One major benefit of remdesivir? Its helpfulness isn’t likely to be affected by changes in dominant variants. “It works on the level of the RNA polymerase, not the spike protein,” Avery explained. “So mutations in the spike protein wouldn’t be expected to affect its efficacy.”

Treatments you might receive in the hospital

Patients in the hospital will also receive a standard set of supportive treatments, like those that help fight and prevent blood clots, Ranney said. But there aren’t many options to treat COVID-19 specifically.

“If you’re sick enough to get hospitalized, we have many fewer choices,” Ranney said. “By that point, COVID has already started to cause damage to a large extent.” Here’s what you might get:

Dexamethasone

Alongside remdesivir, patients who are hospitalized and require oxygen may receive the corticosteroid dexamethasone. Medications like this can be used to halt the “upswing of the inflammatory phase, which causes the respiratory failure so forth in inpatients,” Avery said.

Bell reiterated that this is not something that people should take outside of a doctor’s supervision. “There’s a risk-benefit to steroids because in addition to calming down inflammation, which could be a benefit, it also suppresses your immune system,” he explained. “So you’re always walking that line.”

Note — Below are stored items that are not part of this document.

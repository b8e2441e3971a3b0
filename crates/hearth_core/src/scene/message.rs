//! # Messages
//!
//! Messages are plain values routed to the components of an object (or of a
//! whole subtree, or to one component). They are either sent directly, in
//! which case every handler runs before the send returns, or posted to one of
//! the world's queues and delivered at a fixed point of the frame:
//!
//! ```text
//! update():  NextFrame ─ PreAsync ─ Async ─ [PostAsync] ─ transforms ─ [PostTransform] ─ init ─ [AfterInitialized]
//! ```

use std::collections::VecDeque;
use std::fmt;

use super::component::AsAny;
use super::handle::{ComponentHandle, GameObjectHandle};

/// A value that can be routed to components.
///
/// Any `Send + Debug + 'static` type opts in with an empty impl.
pub trait Message: AsAny + Send + fmt::Debug {}

impl dyn Message {
    /// True if the message is of type `M`.
    #[must_use]
    pub fn is<M: Message>(&self) -> bool {
        self.as_any().is::<M>()
    }

    /// Downcasts to a concrete message type.
    #[must_use]
    pub fn downcast_ref<M: Message>(&self) -> Option<&M> {
        self.as_any().downcast_ref::<M>()
    }

    /// Downcasts to a concrete message type, mutably.
    pub fn downcast_mut<M: Message>(&mut self) -> Option<&mut M> {
        self.as_any_mut().downcast_mut::<M>()
    }
}

/// Where a message goes.
#[derive(Clone, Copy, Debug, PartialEq, Eq)]
pub enum MessageTarget {
    /// All components of one object.
    Object(GameObjectHandle),
    /// All components of an object and of its descendants, depth-first.
    ObjectRecursive(GameObjectHandle),
    /// One component.
    Component(ComponentHandle),
}

/// Delivery point of a posted message.
#[derive(Clone, Copy, Debug, PartialEq, Eq, Hash)]
pub enum MsgQueueType {
    /// After the async phase, before the `PostAsync` update functions.
    PostAsync,
    /// After global transforms are refreshed.
    PostTransform,
    /// At the start of the next frame.
    NextFrame,
    /// After components created this frame are initialized.
    AfterInitialized,
}

impl MsgQueueType {
    /// Every queue, in delivery order within a frame.
    pub const ALL: [Self; 4] = [Self::NextFrame, Self::PostAsync, Self::PostTransform, Self::AfterInitialized];

    pub(crate) const fn slot(self) -> usize {
        match self {
            Self::PostAsync => 0,
            Self::PostTransform => 1,
            Self::NextFrame => 2,
            Self::AfterInitialized => 3,
        }
    }
}

/// A synchronous send issued from inside a handler, delivered before the
/// outer send returns.
pub struct PendingSend {
    pub(crate) target: MessageTarget,
    pub(crate) message: Box<dyn Message>,
}

impl PendingSend {
    pub(crate) fn new(target: MessageTarget, message: Box<dyn Message>) -> Self {
        Self { target, message }
    }
}

/// A posted message waiting in a queue.
pub(crate) struct QueuedMessage {
    pub(crate) target: MessageTarget,
    pub(crate) message: Box<dyn Message>,
    pub(crate) posted_frame: u64,
}

/// The four posted-message queues of a world.
#[derive(Default)]
pub(crate) struct MessageQueues {
    queues: [VecDeque<QueuedMessage>; 4],
}

impl MessageQueues {
    pub(crate) fn push(&mut self, queue: MsgQueueType, message: QueuedMessage) {
        self.queues[queue.slot()].push_back(message);
    }

    /// Takes every message due at this boundary. `NextFrame` messages posted
    /// during `frame` itself stay queued.
    pub(crate) fn take_due(&mut self, queue: MsgQueueType, frame: u64) -> VecDeque<QueuedMessage> {
        let taken = std::mem::take(&mut self.queues[queue.slot()]);
        if queue != MsgQueueType::NextFrame {
            return taken;
        }
        let (due, waiting): (VecDeque<_>, VecDeque<_>) =
            taken.into_iter().partition(|queued| queued.posted_frame < frame);
        self.queues[queue.slot()] = waiting;
        due
    }

    pub(crate) fn len(&self) -> usize {
        self.queues.iter().map(VecDeque::len).sum()
    }

    pub(crate) fn clear(&mut self) {
        for queue in &mut self.queues {
            queue.clear();
        }
    }
}

// =============================================================================
// BUILT-IN MESSAGES
// =============================================================================

/// Kind of change reported by [`MsgComponentsChanged`].
#[derive(Clone, Copy, Debug, PartialEq, Eq)]
pub enum ComponentChange {
    /// A component was attached.
    Added,
    /// A component is about to be removed.
    Removed,
}

/// Sent to an object with `COMPONENT_CHANGES_NOTIFICATIONS` when its
/// component set changes.
#[derive(Clone, Copy, Debug, PartialEq, Eq)]
pub struct MsgComponentsChanged {
    /// What happened.
    pub change: ComponentChange,
    /// The owner.
    pub owner: GameObjectHandle,
    /// The component concerned.
    pub component: ComponentHandle,
}

impl Message for MsgComponentsChanged {}

/// Kind of change reported by [`MsgChildrenChanged`].
#[derive(Clone, Copy, Debug, PartialEq, Eq)]
pub enum ChildChange {
    /// A child was attached.
    Added,
    /// A child was detached.
    Removed,
}

/// Sent to an object with `CHILD_CHANGES_NOTIFICATIONS` when its child list
/// changes.
#[derive(Clone, Copy, Debug, PartialEq, Eq)]
pub struct MsgChildrenChanged {
    /// What happened.
    pub change: ChildChange,
    /// The parent.
    pub parent: GameObjectHandle,
    /// The child concerned.
    pub child: GameObjectHandle,
}

impl Message for MsgChildrenChanged {}

/// Sent to a static object with `STATIC_TRANSFORM_CHANGES_NOTIFICATIONS`
/// whose global transform changed, either directly or through an ancestor.
#[derive(Clone, Copy, Debug, PartialEq, Eq)]
pub struct MsgTransformChanged {
    /// The object that moved.
    pub object: GameObjectHandle,
}

impl Message for MsgTransformChanged {}

/// Asks an object to delete itself. If no component handles it, the world
/// deletes the object at the end of the frame.
#[derive(Clone, Copy, Debug, Default, PartialEq, Eq)]
pub struct MsgDeleteGameObject;

impl Message for MsgDeleteGameObject {}

#[cfg(test)]
mod tests {
    use super::*;

    #[derive(Debug)]
    struct Ping(u32);
    impl Message for Ping {}

    fn queued(value: u32, posted_frame: u64) -> QueuedMessage {
        QueuedMessage {
            target: MessageTarget::Object(GameObjectHandle::INVALID),
            message: Box::new(Ping(value)),
            posted_frame,
        }
    }

    #[test]
    fn test_downcast() {
        let mut boxed: Box<dyn Message> = Box::new(Ping(3));
        assert!(boxed.is::<Ping>());
        assert!(!boxed.is::<MsgDeleteGameObject>());
        boxed.downcast_mut::<Ping>().unwrap().0 += 1;
        assert_eq!(boxed.downcast_ref::<Ping>().unwrap().0, 4);
    }

    #[test]
    fn test_next_frame_waits_for_later_frame() {
        let mut queues = MessageQueues::default();
        queues.push(MsgQueueType::NextFrame, queued(1, 4));
        queues.push(MsgQueueType::NextFrame, queued(2, 5));
        queues.push(MsgQueueType::NextFrame, queued(3, 4));

        let due = queues.take_due(MsgQueueType::NextFrame, 5);
        let values: Vec<u32> = due
            .iter()
            .map(|q| q.message.downcast_ref::<Ping>().unwrap().0)
            .collect();
        assert_eq!(values, vec![1, 3]);
        assert_eq!(queues.len(), 1);
    }

    #[test]
    fn test_other_queues_drain_fully() {
        let mut queues = MessageQueues::default();
        queues.push(MsgQueueType::PostAsync, queued(1, 9));
        assert_eq!(queues.take_due(MsgQueueType::PostAsync, 9).len(), 1);
        assert_eq!(queues.len(), 0);
    }
}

If dexamethasone isn’t available, the NIH recommended looking into other corticosteroids, such as prednisone.

Baricitinib and tocilizumab

These are both drugs that are normally used to treat rheumatoid arthritis. For hospitalized COVID-19 patients, either one may be given along with dexamethasone or another corticosteroid, the NIH said.

Convalescent plasma

Plasma from donors who’ve recovered from COVID-19 can be given to hospitalized patients to help them heal. In the early days of the pandemic, it seemed like convalescent plasma could be helpful. But today, the NIH recommends against using any plasma collected before the emergence of omicron and recommends only using it in people who are immunocompromised.

But this is one therapy option where “the pendulum may swing back,” Avery said, pointing to the work of her colleague Dr. Arturo Casadevall. In a recent study published in the New England Journal of Medicine, a team of researchers including Casadevall found there could be benefits to using convalescent plasma among unvaccinated people within nine days of symptom onset.

“We’ve actually used a lot of convalescent plasma throughout the pandemic in our immunocompromised patients because we feel that they often don’t mount enough antibody response (to the vaccine or infection),” she explained.

What experts want you to know:

As much progress as we’ve made in developing COVID-19 treatments, there is still work to do — especially when it comes to making those options actually accessible.

“We have a situation now where these (treatments) are widely available physically,” Bell said. “But, functionally, there are still barriers to getting them.” Not everyone has a primary care provider who can easily prescribe them Paxlovid, for instance.

Ranney agreed: “Unfortunately, there are groups across the country that continue to be unaware of the ability to get these treatments or simply don’t have access to them,” she said, noting recent research showing that Black, Asian and Hispanic people were less likely than white people to be prescribed monoclonal antibody treatment.

Also, it pays to know what risk factors you have for severe COVID-19 and, maybe, to have a conversation about that with your doctor before you get infected, Avery said. Those risk factors can include having a high BMI, being over 60 years old, being a former smoker, and having diabetes or heart disease.

“If people have one or more of these risk factors, they should consult with their providers and actually make a plan in advance,” Avery said. “At the very least, that person and their provider should have a discussion” about whether they’re eligible for therapies like Paxlovid and whether there are potential drug interactions to be aware of.

And the experts also underscored that treatment is not a replacement for prevention measures. “The therapeutics are always the second line,” Bell said. Getting vaccinated, getting boosted and wearing a high-quality mask are still the best way to prevent getting COVID-19.